» **THE TASK**
From first entry to last, give the listing again verbatim.

» **DATA EXCERPTS**
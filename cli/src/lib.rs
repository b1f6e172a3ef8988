//! A3S Build CLI - buildah-style image building from the command line.

pub mod commands;
pub mod output;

» **EXERCISE RESULT**
filename cli/src/lib.rs
repository b1f6e172a3ef8988
//! A3S Build CLI - buildah-style image building from the command line.

pub mod commands;
pub mod output;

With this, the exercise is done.